Source data below:

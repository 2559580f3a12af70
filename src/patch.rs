// SPDX-FileCopyrightText: 2025 Jason Pena <jasonpena@awkless.com>
// SPDX-License-Identifier: MIT

//! Schema list patching.
//!
//! RIME reads user overrides from `default.custom.yaml`, where the active
//! input schemas live in a list under `patch:` → `schema_list:`. Installing a
//! schema set means adding entries to that list without disturbing whatever
//! the user already has in there.
//!
//! # Heuristic, Not a Parser
//!
//! The [`IndentPatcher`] never builds a syntax tree. It walks the document
//! line by line, finds the first line whose trimmed content is
//! `<section_key>:`, and treats everything up to the next non-empty line with
//! zero indentation as the section body. The insertion block goes right before
//! that terminating line, or at the end of the document if the section runs
//! to the end. If the section key never shows up, a fresh
//! `<enclosing_key>:` → `<section_key>:` section is appended instead.
//!
//! Inline comments after the header, flow-style lists (`schema_list: []`),
//! and sections reordered under other keys are not understood. Callers that
//! need more than this should provide their own [`Patcher`].
//!
//! # Idempotence
//!
//! Each [`PatchRequest`] carries a set of __already-patched markers__. If any
//! marker occurs anywhere in the document, the document is returned as is
//! and nothing is applied.

use tracing::{debug, instrument};

/// Separator comment wrapped around the banner label.
pub const DEFAULT_SEPARATOR: &str =
    "#------------------------------------------------------------------------";

/// Label comment of the bundled BP schema set.
pub const DEFAULT_LABEL: &str = "# 閩拼方案（BP）輸入法";

/// Top-level key written when the section has to be created from scratch.
pub const DEFAULT_ENCLOSING_KEY: &str = "patch";

/// Section key holding RIME's active schema list.
pub const DEFAULT_SECTION_KEY: &str = "schema_list";

/// Indentation of the section key under the enclosing key in a fresh section.
const FALLBACK_SECTION_INDENT: usize = 2;

/// Fixed lines to insert into the target section.
///
/// # Invariant
///
/// - Never empty.
/// - Stored lines have their common leading-space prefix removed; that prefix
///   is remembered as [`InsertionBlock::indent`].
#[derive(Debug, Clone, PartialEq, Eq)]
pub struct InsertionBlock {
    lines: Vec<String>,
    indent: usize,
}

impl InsertionBlock {
    /// Construct new insertion block from raw lines.
    ///
    /// The smallest leading-space count among non-blank lines becomes the
    /// block's own indentation. Relative indentation between lines is kept.
    ///
    /// # Errors
    ///
    /// - Return [`PatchError::EmptyBlock`] if no lines are given.
    pub fn new(lines: impl IntoIterator<Item = impl Into<String>>) -> Result<Self> {
        let raw = lines.into_iter().map(Into::into).collect::<Vec<String>>();
        if raw.is_empty() {
            return Err(PatchError::EmptyBlock);
        }

        let indent = raw
            .iter()
            .filter(|line| !line.trim().is_empty())
            .map(|line| leading_spaces(line))
            .min()
            .unwrap_or(0);

        // INVARIANT: Every non-blank line starts with at least `indent` ASCII spaces.
        let lines = raw
            .into_iter()
            .map(|line| {
                if line.trim().is_empty() {
                    String::new()
                } else {
                    line[indent..].to_string()
                }
            })
            .collect();

        Ok(Self { lines, indent })
    }

    /// Leading-space count the block was written with.
    pub fn indent(&self) -> usize {
        self.indent
    }

    /// Block lines without their common indentation.
    pub fn lines(&self) -> &[String] {
        &self.lines
    }

    /// Number of lines in block.
    pub fn len(&self) -> usize {
        self.lines.len()
    }

    /// Check if block has no lines.
    pub fn is_empty(&self) -> bool {
        self.lines.is_empty()
    }
}

/// Everything needed to patch one section of one document.
#[derive(Debug, Clone, PartialEq, Eq)]
pub struct PatchRequest {
    /// Key of the list-valued section to insert into.
    pub section_key: String,

    /// Top-level key to wrap a freshly created section in.
    pub enclosing_key: String,

    /// Comment lines written right before the block.
    pub banner: Vec<String>,

    /// Lines to insert.
    pub block: InsertionBlock,

    /// Substrings that mark a document as already patched.
    pub markers: Vec<String>,
}

impl PatchRequest {
    /// Construct new patch request with the default banner and enclosing key.
    pub fn new(section_key: impl Into<String>, block: InsertionBlock) -> Self {
        Self {
            section_key: section_key.into(),
            enclosing_key: DEFAULT_ENCLOSING_KEY.into(),
            banner: default_banner(DEFAULT_LABEL),
            block,
            markers: Vec::new(),
        }
    }

    /// Replace already-patched markers.
    pub fn with_markers(mut self, markers: impl IntoIterator<Item = impl Into<String>>) -> Self {
        self.markers = markers.into_iter().map(Into::into).collect();
        self
    }

    /// Replace banner lines.
    pub fn with_banner(mut self, banner: impl IntoIterator<Item = impl Into<String>>) -> Self {
        self.banner = banner.into_iter().map(Into::into).collect();
        self
    }

    /// Replace enclosing key.
    pub fn with_enclosing_key(mut self, key: impl Into<String>) -> Self {
        self.enclosing_key = key.into();
        self
    }

    /// Check if text already contains any non-empty marker.
    pub fn is_patched(&self, text: &str) -> bool {
        self.markers
            .iter()
            .filter(|marker| !marker.is_empty())
            .any(|marker| text.contains(marker.as_str()))
    }

    fn render(&self, depth: usize) -> impl Iterator<Item = String> + '_ {
        self.banner
            .iter()
            .map(|line| line.trim())
            .chain(self.block.lines.iter().map(String::as_str))
            .map(move |line| indent_line(depth, line))
    }
}

/// Banner of separator, label, separator.
pub fn default_banner(label: impl Into<String>) -> Vec<String> {
    vec![DEFAULT_SEPARATOR.into(), label.into(), DEFAULT_SEPARATOR.into()]
}

/// Result of a patch.
#[derive(Debug, Default, Clone, PartialEq, Eq)]
pub struct Patched {
    /// Updated document.
    pub lines: Vec<String>,

    /// False only if the document was already patched.
    pub applied: bool,
}

/// Layer of indirection for document patching.
pub trait Patcher {
    /// Patch document according to request.
    ///
    /// Never fails. Worst case is an insertion at the wrong depth, or a
    /// skipped patch because some unrelated line happens to contain a marker.
    fn patch(&self, document: Vec<String>, request: &PatchRequest) -> Patched;
}

/// Indentation-scanning patcher.
#[derive(Debug, Default, Clone, Copy)]
pub struct IndentPatcher;

#[derive(Debug, Clone, Copy)]
enum Scan {
    Searching,
    Inside { indent: usize, sibling: Option<usize> },
    Done,
}

impl Patcher for IndentPatcher {
    #[instrument(skip_all, fields(section = %request.section_key), level = "debug")]
    fn patch(&self, document: Vec<String>, request: &PatchRequest) -> Patched {
        if request.is_patched(&document.join("\n")) {
            debug!("marker found, leaving document untouched");
            return Patched {
                lines: document,
                applied: false,
            };
        }

        let header = format!("{}:", request.section_key);
        let mut lines =
            Vec::with_capacity(document.len() + request.banner.len() + request.block.len() + 3);
        let mut scan = Scan::Searching;

        for line in document {
            match scan {
                Scan::Searching if line.trim() == header.as_str() => {
                    debug!("found section header {header:?}");
                    scan = Scan::Inside {
                        indent: leading_spaces(&line),
                        sibling: None,
                    };
                }
                Scan::Inside { indent, sibling } if is_top_level(&line) => {
                    let depth = section_depth(indent, sibling, &request.block);
                    debug!("section ends before {line:?}, inserting at depth {depth}");
                    lines.extend(request.render(depth));
                    scan = Scan::Done;
                }
                Scan::Inside {
                    indent,
                    sibling: None,
                } if line.trim_start().starts_with('-') => {
                    scan = Scan::Inside {
                        indent,
                        sibling: Some(leading_spaces(&line)),
                    };
                }
                _ => {}
            }

            lines.push(line);
        }

        match scan {
            Scan::Inside { indent, sibling } => {
                let depth = section_depth(indent, sibling, &request.block);
                debug!("section runs to end of document, appending at depth {depth}");
                lines.extend(request.render(depth));
            }
            Scan::Searching => {
                debug!("no section header {header:?}, appending new section");
                if lines.last().is_some_and(|line| !line.trim().is_empty()) {
                    lines.push(String::new());
                }
                lines.push(format!("{}:", request.enclosing_key));
                lines.push(indent_line(FALLBACK_SECTION_INDENT, &header));
                let depth = request.block.indent().max(FALLBACK_SECTION_INDENT + 2);
                lines.extend(request.render(depth));
            }
            Scan::Done => {}
        }

        Patched {
            lines,
            applied: true,
        }
    }
}

/// Patch document with [`IndentPatcher`], default banner, and default
/// enclosing key.
pub fn patch(
    document: Vec<String>,
    block: &InsertionBlock,
    section_key: &str,
    markers: &[impl AsRef<str>],
) -> Patched {
    let request = PatchRequest::new(section_key, block.clone())
        .with_markers(markers.iter().map(|marker| marker.as_ref().to_string()));
    IndentPatcher.patch(document, &request)
}

fn section_depth(indent: usize, sibling: Option<usize>, block: &InsertionBlock) -> usize {
    sibling.unwrap_or_else(|| block.indent().max(indent + 2))
}

fn is_top_level(line: &str) -> bool {
    !line.is_empty() && !line.starts_with([' ', '\t'])
}

fn leading_spaces(line: &str) -> usize {
    line.len() - line.trim_start_matches(' ').len()
}

fn indent_line(depth: usize, line: &str) -> String {
    if line.is_empty() {
        String::new()
    } else {
        format!("{}{line}", " ".repeat(depth))
    }
}

/// Patch error types.
#[derive(Clone, Debug, PartialEq, Eq, thiserror::Error)]
pub enum PatchError {
    /// Insertion block has no lines.
    #[error("insertion block must contain at least one line")]
    EmptyBlock,
}

/// Friendly result alias :3
type Result<T, E = PatchError> = std::result::Result<T, E>;
// SPDX-FileCopyrightText: 2025 Jason Pena <jasonpena@awkless.com>
// SPDX-License-Identifier: MIT

use rimepatch::{
    custom::{ApplyMode, CustomConfig, Outcome},
    path::{default_profile_path, find_rime_dir},
    PatchProfile,
};

use anyhow::{Context, Result};
use clap::{Args, Parser, Subcommand};
use std::{fs::read_to_string, path::PathBuf, process::exit};
use tracing::{debug, error, info};
use tracing_subscriber::{fmt, prelude::*, EnvFilter};

#[derive(Debug, Clone, Parser)]
#[command(
    about,
    override_usage = "rimepatch [options] <rimepatch-command>",
    subcommand_help_heading = "Commands",
    version
)]
struct Cli {
    #[command(subcommand)]
    pub command: Command,
}

impl Cli {
    fn run(self) -> Result<()> {
        match self.command {
            Command::Apply(opts) => run_apply(opts),
            Command::Status(opts) => run_status(opts),
            Command::Locate => run_locate(),
            Command::Profile(opts) => run_profile(opts),
        }
    }
}

#[derive(Debug, Clone, Subcommand)]
enum Command {
    /// Insert schema entries into RIME custom file.
    #[command(override_usage = "rimepatch apply [options]")]
    Apply(ApplyOptions),

    /// Show whether RIME custom file is already patched.
    #[command(override_usage = "rimepatch status [options]")]
    Status(TargetOptions),

    /// Print RIME user directory of installed frontend.
    #[command(override_usage = "rimepatch locate")]
    Locate,

    /// Print effective patch profile.
    #[command(override_usage = "rimepatch profile [options]")]
    Profile(ProfileOptions),
}

#[derive(Args, Clone, Debug)]
struct TargetOptions {
    /// Path to custom file, overrides RIME directory lookup.
    #[arg(short, long, value_name = "path")]
    pub file: Option<PathBuf>,

    /// RIME user directory to use instead of probing for one.
    #[arg(short, long, value_name = "dir")]
    pub rime_dir: Option<PathBuf>,

    /// Path to patch profile.
    #[arg(short, long, value_name = "path")]
    pub profile: Option<PathBuf>,
}

#[derive(Parser, Clone, Debug)]
#[command(author, about, long_about)]
struct ApplyOptions {
    #[command(flatten)]
    pub target: TargetOptions,

    /// Create custom file if it does not exist.
    #[arg(short, long)]
    pub create: bool,

    /// Print patched text instead of writing it.
    #[arg(short = 'n', long)]
    pub dry_run: bool,
}

#[derive(Parser, Clone, Debug)]
#[command(author, about, long_about)]
struct ProfileOptions {
    /// Path to patch profile.
    #[arg(short, long, value_name = "path")]
    pub profile: Option<PathBuf>,
}

fn main() {
    let layer = fmt::layer()
        .compact()
        .with_target(false)
        .with_timer(false)
        .without_time();
    let filter = EnvFilter::try_from_default_env()
        .or_else(|_| EnvFilter::try_new("info"))
        .unwrap();
    tracing_subscriber::registry()
        .with(layer)
        .with(filter)
        .init();

    if let Err(error) = run() {
        error!("{error:?}");
        exit(1);
    }

    exit(0)
}

fn run() -> Result<()> {
    Cli::parse().run()
}

fn run_apply(opts: ApplyOptions) -> Result<()> {
    let profile = load_profile(opts.target.profile.as_ref())?;
    let request = profile.request()?;
    let custom = CustomConfig::open(resolve_target(&opts.target, &profile)?);

    let mode = if opts.create {
        ApplyMode::Create
    } else {
        ApplyMode::Existing
    };

    if opts.dry_run {
        let preview = custom.preview(&request, mode)?;
        if !preview.applied {
            info!("{} is already patched", custom.path().display());
        }
        print!("{}", preview.text);
        return Ok(());
    }

    match custom.apply(&request, mode)? {
        Outcome::Patched | Outcome::Created => {
            info!("redeploy rime for the new schemas to take effect")
        }
        Outcome::AlreadyPatched => {}
    }

    Ok(())
}

fn run_status(opts: TargetOptions) -> Result<()> {
    let profile = load_profile(opts.profile.as_ref())?;
    let request = profile.request()?;
    let custom = CustomConfig::open(resolve_target(&opts, &profile)?);

    if custom.is_patched(&request)? {
        info!("{} is patched", custom.path().display());
    } else {
        info!("{} is not patched", custom.path().display());
    }

    Ok(())
}

fn run_locate() -> Result<()> {
    println!("{}", find_rime_dir()?.display());
    Ok(())
}

fn run_profile(opts: ProfileOptions) -> Result<()> {
    print!("{}", load_profile(opts.profile.as_ref())?);
    Ok(())
}

fn load_profile(path: Option<&PathBuf>) -> Result<PatchProfile> {
    let path = match path {
        Some(path) => path.clone(),
        None => {
            let path = default_profile_path()?;
            if !path.exists() {
                debug!("no profile at {}, using bundled schemas", path.display());
                return Ok(PatchProfile::default());
            }
            path
        }
    };

    debug!("load profile {}", path.display());
    let data = read_to_string(&path)
        .with_context(|| format!("failed to read profile {}", path.display()))?;
    data.parse::<PatchProfile>()
        .with_context(|| format!("failed to parse profile {}", path.display()))
}

fn resolve_target(opts: &TargetOptions, profile: &PatchProfile) -> Result<PathBuf> {
    if let Some(file) = &opts.file {
        return Ok(file.clone());
    }

    let rime_dir = match (&opts.rime_dir, &profile.target.rime_dir) {
        (Some(dir), _) | (None, Some(dir)) => dir.clone(),
        (None, None) => find_rime_dir()?,
    };

    Ok(rime_dir.join(&profile.target.file))
}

End of Source data.

Activity:
Give only the lines from the one holding "the banner label." through the one holding "a fresh section.", each restated exactly as it appears above.

Result of this task:
/// Separator comment wrapped around the banner label.
pub const DEFAULT_SEPARATOR: &str =
    "#------------------------------------------------------------------------";

/// Label comment of the bundled BP schema set.
pub const DEFAULT_LABEL: &str = "# 閩拼方案（BP）輸入法";

/// Top-level key written when the section has to be created from scratch.
pub const DEFAULT_ENCLOSING_KEY: &str = "patch";

/// Section key holding RIME's active schema list.
pub const DEFAULT_SECTION_KEY: &str = "schema_list";

/// Indentation of the section key under the enclosing key in a fresh section.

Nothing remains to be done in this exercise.